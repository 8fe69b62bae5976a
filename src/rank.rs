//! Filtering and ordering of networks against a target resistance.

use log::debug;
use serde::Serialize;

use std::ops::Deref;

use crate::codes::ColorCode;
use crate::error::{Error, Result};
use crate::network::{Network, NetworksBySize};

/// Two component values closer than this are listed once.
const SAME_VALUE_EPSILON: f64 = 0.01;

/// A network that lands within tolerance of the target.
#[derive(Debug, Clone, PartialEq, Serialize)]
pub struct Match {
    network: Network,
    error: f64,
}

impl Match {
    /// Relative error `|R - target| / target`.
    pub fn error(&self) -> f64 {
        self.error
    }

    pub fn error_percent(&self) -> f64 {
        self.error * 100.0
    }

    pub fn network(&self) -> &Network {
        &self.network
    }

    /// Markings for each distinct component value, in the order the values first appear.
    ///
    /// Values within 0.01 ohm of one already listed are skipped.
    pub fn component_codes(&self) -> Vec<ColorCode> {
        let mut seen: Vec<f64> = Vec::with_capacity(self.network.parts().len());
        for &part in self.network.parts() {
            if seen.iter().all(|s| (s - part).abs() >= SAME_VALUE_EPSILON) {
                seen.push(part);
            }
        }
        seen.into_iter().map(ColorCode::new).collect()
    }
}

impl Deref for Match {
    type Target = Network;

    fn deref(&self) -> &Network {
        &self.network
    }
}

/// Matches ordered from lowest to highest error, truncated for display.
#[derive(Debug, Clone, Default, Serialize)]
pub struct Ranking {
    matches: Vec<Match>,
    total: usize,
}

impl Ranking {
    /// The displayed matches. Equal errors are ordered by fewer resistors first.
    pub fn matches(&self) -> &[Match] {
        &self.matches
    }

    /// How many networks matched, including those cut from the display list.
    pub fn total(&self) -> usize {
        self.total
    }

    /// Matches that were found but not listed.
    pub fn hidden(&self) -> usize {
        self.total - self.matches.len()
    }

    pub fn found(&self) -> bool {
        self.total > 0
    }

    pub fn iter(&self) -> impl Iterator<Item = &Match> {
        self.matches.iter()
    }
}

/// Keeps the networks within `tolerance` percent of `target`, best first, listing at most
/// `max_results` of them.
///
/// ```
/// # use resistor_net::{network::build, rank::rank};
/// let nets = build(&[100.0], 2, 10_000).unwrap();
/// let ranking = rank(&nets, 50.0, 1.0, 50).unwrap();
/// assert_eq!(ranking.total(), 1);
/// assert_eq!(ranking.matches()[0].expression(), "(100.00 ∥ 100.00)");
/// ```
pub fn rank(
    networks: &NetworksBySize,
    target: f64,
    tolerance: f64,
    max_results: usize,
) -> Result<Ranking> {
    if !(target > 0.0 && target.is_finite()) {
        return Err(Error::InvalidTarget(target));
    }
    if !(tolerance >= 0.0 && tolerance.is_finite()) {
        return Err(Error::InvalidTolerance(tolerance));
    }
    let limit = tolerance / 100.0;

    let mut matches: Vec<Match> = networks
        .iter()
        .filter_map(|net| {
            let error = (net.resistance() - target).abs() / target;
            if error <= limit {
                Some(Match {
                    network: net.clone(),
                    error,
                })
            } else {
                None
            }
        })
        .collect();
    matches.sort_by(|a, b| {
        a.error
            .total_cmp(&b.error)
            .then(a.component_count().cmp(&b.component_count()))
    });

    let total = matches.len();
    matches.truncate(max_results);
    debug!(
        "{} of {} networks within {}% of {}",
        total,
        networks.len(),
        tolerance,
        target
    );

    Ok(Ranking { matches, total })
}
...
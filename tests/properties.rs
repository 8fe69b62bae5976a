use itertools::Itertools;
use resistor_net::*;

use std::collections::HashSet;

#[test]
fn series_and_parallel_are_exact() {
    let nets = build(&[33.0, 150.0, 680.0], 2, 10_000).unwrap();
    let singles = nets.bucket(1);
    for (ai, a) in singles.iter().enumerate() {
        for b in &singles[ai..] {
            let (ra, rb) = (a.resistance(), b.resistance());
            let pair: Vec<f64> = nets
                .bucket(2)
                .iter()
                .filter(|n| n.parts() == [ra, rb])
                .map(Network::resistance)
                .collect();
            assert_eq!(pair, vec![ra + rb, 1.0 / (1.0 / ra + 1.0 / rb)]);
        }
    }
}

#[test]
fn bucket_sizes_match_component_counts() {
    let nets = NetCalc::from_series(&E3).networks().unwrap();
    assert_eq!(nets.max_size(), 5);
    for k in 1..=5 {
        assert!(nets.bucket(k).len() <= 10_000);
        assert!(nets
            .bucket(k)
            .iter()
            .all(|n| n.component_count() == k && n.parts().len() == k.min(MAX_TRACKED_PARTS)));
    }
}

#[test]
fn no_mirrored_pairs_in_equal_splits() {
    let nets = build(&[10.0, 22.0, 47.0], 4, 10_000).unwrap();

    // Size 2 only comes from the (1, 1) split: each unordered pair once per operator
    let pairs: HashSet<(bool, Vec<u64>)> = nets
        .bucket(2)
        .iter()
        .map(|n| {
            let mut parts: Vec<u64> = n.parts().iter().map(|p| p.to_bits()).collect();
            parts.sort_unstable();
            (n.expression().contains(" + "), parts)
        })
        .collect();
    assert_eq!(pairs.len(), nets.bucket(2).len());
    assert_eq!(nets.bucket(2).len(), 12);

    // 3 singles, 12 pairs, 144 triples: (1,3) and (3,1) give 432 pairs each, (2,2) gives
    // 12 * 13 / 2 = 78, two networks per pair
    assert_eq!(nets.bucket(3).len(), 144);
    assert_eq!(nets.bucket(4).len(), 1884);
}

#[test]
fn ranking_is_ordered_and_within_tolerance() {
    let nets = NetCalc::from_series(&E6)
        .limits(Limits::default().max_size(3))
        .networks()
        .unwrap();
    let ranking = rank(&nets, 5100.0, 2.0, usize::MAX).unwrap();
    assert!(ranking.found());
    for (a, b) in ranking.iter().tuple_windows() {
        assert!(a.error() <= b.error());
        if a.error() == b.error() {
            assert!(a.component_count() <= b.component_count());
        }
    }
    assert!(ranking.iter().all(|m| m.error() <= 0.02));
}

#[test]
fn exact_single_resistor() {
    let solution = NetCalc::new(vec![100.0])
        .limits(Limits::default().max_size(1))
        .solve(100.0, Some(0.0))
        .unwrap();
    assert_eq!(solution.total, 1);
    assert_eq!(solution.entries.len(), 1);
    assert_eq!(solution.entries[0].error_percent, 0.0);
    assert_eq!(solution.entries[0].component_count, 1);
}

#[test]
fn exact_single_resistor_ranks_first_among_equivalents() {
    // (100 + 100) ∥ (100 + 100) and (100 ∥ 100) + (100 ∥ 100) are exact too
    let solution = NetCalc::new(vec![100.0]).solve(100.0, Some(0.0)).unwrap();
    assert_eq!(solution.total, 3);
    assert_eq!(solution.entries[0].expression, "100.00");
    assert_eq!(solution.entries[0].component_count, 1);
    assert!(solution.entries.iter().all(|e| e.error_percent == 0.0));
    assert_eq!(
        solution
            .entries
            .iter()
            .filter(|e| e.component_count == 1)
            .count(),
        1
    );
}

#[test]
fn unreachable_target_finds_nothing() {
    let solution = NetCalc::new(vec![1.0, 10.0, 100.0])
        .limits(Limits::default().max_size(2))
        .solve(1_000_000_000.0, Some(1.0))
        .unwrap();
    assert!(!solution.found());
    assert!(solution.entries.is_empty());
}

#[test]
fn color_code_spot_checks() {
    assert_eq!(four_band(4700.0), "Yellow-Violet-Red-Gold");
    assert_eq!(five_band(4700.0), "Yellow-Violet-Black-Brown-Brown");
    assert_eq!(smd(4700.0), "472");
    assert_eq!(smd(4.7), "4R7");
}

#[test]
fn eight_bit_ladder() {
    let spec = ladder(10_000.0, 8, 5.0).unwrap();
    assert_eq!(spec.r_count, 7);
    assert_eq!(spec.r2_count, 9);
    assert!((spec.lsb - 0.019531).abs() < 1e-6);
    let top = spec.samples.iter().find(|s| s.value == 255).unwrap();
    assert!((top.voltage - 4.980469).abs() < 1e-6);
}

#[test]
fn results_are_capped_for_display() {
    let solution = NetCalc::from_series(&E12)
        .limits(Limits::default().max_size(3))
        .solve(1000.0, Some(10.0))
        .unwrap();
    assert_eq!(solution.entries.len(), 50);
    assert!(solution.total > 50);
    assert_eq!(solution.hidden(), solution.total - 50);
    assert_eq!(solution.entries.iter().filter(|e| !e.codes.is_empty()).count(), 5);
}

TASK DETAILS :: Filter the data down to the lines that contain the string "hidden", and copy them.

EXERCISE SOLUTION ::
    pub fn hidden(&self) -> usize {
    assert_eq!(solution.hidden(), solution.total - 50);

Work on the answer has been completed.